[Your objective] Below are several entries. Transcribe exactly those lines that fall from the one with "a JSON object)" through the one with "deleted reservation is", end lines included.

BEGIN Provided entries

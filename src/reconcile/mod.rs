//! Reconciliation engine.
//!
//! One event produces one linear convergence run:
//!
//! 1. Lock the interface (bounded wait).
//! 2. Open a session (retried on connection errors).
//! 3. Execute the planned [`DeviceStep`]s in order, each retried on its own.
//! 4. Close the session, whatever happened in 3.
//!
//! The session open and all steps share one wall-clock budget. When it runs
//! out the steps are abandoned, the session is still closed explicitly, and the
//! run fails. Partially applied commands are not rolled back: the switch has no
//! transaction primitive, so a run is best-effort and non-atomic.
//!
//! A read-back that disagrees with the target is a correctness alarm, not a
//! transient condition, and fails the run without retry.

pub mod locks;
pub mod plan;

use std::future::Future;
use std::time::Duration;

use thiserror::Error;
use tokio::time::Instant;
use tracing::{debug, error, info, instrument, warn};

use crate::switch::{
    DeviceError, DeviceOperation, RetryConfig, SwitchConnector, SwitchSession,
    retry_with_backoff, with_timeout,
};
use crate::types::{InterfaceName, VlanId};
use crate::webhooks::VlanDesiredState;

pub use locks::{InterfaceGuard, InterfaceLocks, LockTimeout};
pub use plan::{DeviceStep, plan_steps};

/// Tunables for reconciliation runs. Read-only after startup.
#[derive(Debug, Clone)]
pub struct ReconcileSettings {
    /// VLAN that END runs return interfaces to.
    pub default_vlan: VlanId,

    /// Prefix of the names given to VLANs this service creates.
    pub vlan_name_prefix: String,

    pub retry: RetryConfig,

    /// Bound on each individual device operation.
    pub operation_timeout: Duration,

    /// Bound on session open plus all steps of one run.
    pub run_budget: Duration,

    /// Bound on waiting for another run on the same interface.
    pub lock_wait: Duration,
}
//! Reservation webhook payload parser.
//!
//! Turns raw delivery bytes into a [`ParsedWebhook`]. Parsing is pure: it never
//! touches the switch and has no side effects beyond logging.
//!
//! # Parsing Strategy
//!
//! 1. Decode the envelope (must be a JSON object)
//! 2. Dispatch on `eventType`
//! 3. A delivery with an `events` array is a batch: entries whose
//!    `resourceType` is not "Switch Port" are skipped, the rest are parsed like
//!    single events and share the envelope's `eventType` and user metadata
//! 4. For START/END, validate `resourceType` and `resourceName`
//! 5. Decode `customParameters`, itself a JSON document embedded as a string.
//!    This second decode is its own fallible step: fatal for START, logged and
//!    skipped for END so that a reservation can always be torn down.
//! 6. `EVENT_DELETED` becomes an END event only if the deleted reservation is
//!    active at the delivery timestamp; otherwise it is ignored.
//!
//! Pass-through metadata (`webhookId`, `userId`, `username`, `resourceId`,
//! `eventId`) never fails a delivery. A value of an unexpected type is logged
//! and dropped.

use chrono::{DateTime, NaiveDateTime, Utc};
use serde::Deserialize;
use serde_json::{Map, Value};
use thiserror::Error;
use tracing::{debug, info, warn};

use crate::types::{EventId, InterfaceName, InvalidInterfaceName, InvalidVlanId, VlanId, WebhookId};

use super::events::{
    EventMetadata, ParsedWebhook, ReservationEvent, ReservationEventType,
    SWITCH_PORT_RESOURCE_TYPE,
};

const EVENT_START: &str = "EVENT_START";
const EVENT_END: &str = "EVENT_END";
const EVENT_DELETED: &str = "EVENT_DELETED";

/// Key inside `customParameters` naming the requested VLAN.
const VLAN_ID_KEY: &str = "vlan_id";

END Provided entries

[Completed exercise]
//! 1. Decode the envelope (must be a JSON object)
//! 2. Dispatch on `eventType`
//! 3. A delivery with an `events` array is a batch: entries whose
//!    `resourceType` is not "Switch Port" are skipped, the rest are parsed like
//!    single events and share the envelope's `eventType` and user metadata
//! 4. For START/END, validate `resourceType` and `resourceName`
//! 5. Decode `customParameters`, itself a JSON document embedded as a string.
//!    This second decode is its own fallible step: fatal for START, logged and
//!    skipped for END so that a reservation can always be torn down.
//! 6. `EVENT_DELETED` becomes an END event only if the deleted reservation is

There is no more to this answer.